▸ **Assignment**:
All lines below containing the string "failure" are to be copied.

Stored items
--- --- ---

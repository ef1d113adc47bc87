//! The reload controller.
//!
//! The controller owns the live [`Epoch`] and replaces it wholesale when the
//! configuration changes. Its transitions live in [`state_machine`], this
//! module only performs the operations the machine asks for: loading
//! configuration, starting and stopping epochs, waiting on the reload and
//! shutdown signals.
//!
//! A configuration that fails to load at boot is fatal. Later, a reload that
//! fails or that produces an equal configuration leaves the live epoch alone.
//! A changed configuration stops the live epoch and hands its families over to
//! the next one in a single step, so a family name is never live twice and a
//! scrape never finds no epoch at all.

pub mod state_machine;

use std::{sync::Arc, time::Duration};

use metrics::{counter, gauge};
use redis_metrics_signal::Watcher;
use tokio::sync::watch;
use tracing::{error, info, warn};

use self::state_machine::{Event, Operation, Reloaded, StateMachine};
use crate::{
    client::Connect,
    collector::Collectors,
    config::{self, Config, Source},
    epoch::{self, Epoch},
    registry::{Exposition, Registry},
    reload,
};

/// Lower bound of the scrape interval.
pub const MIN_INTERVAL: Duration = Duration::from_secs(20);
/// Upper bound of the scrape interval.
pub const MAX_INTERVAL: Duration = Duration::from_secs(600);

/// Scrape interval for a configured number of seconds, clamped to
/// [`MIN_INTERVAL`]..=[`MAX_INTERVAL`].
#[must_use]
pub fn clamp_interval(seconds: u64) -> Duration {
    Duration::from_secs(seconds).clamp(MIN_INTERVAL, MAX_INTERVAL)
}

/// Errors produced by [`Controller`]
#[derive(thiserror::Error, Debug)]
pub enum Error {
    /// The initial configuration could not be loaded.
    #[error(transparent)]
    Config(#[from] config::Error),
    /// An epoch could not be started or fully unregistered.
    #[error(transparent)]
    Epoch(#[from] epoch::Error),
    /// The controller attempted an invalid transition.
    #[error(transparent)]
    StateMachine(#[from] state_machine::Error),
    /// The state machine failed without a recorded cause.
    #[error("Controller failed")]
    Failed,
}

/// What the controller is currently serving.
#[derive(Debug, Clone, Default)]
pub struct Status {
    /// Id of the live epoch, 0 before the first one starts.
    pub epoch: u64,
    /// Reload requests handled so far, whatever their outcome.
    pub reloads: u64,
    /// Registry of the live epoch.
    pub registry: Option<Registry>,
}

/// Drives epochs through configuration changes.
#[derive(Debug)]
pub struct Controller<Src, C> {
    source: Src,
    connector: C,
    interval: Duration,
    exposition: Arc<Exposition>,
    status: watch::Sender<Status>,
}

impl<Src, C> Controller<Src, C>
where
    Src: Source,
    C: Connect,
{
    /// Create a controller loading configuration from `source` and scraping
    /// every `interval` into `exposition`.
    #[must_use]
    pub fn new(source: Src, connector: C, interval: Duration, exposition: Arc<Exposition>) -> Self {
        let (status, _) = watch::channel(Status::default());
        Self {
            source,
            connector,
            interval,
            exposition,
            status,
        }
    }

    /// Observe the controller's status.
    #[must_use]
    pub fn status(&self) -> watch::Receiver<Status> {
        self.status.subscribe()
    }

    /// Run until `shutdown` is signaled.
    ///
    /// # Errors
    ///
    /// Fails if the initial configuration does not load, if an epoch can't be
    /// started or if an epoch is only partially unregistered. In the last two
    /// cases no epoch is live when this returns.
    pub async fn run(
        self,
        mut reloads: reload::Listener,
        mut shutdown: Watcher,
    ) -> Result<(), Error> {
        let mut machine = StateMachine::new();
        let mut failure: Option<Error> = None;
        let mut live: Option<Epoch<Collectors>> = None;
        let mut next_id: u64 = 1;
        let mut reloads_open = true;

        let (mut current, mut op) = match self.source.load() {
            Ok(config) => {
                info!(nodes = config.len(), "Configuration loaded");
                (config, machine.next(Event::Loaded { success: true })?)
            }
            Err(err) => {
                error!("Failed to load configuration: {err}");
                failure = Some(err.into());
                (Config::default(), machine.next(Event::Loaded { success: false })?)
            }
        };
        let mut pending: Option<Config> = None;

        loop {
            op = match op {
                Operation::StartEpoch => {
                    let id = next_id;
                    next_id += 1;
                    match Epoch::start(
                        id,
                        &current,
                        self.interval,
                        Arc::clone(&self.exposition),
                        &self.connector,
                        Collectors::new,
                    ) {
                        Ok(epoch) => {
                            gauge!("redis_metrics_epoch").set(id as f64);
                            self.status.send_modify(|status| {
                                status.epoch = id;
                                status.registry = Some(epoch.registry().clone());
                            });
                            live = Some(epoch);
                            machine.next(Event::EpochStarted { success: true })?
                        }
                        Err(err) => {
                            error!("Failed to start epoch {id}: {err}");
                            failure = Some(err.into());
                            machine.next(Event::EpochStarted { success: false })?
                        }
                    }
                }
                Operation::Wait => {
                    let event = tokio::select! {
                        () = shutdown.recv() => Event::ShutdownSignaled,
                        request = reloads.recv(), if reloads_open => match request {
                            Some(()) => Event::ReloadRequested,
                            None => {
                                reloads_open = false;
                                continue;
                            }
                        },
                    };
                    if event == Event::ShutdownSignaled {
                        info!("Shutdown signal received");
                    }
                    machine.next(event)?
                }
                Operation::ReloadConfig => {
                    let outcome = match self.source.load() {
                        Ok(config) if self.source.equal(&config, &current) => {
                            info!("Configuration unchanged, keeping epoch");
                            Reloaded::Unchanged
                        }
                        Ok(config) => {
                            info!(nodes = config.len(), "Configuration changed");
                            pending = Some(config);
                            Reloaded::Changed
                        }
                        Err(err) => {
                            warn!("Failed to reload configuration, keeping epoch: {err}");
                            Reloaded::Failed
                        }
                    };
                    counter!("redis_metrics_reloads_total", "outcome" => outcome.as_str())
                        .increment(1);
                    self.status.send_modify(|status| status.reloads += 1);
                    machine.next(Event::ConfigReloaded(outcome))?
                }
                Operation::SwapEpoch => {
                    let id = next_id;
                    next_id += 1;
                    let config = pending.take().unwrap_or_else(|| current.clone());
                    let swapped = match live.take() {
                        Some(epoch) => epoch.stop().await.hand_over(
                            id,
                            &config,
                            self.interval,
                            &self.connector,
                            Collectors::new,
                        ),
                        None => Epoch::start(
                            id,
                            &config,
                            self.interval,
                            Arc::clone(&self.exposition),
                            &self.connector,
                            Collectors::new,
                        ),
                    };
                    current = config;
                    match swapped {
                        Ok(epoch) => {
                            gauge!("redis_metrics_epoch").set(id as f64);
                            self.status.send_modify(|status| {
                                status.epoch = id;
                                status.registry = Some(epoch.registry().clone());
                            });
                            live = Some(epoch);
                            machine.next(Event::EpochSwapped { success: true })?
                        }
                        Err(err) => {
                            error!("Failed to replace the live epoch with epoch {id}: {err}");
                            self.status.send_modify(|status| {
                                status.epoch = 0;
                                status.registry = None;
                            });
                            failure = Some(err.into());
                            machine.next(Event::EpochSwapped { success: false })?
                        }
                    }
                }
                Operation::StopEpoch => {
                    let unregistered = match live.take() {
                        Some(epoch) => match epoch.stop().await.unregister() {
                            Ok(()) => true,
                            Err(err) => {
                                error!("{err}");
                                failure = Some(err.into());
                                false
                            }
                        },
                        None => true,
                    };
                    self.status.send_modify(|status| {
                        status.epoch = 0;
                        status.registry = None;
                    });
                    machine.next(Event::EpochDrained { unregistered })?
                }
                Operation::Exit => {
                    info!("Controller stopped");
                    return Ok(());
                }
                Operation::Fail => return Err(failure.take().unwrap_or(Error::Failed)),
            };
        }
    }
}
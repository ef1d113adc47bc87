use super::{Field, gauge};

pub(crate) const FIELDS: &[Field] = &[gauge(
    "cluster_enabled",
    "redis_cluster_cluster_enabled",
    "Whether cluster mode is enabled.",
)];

--- --- ---

▸ **Result below**:
        let mut failure: Option<Error> = None;
                failure = Some(err.into());
                            failure = Some(err.into());
                            failure = Some(err.into());
                                failure = Some(err.into());
                Operation::Fail => return Err(failure.take().unwrap_or(Error::Failed)),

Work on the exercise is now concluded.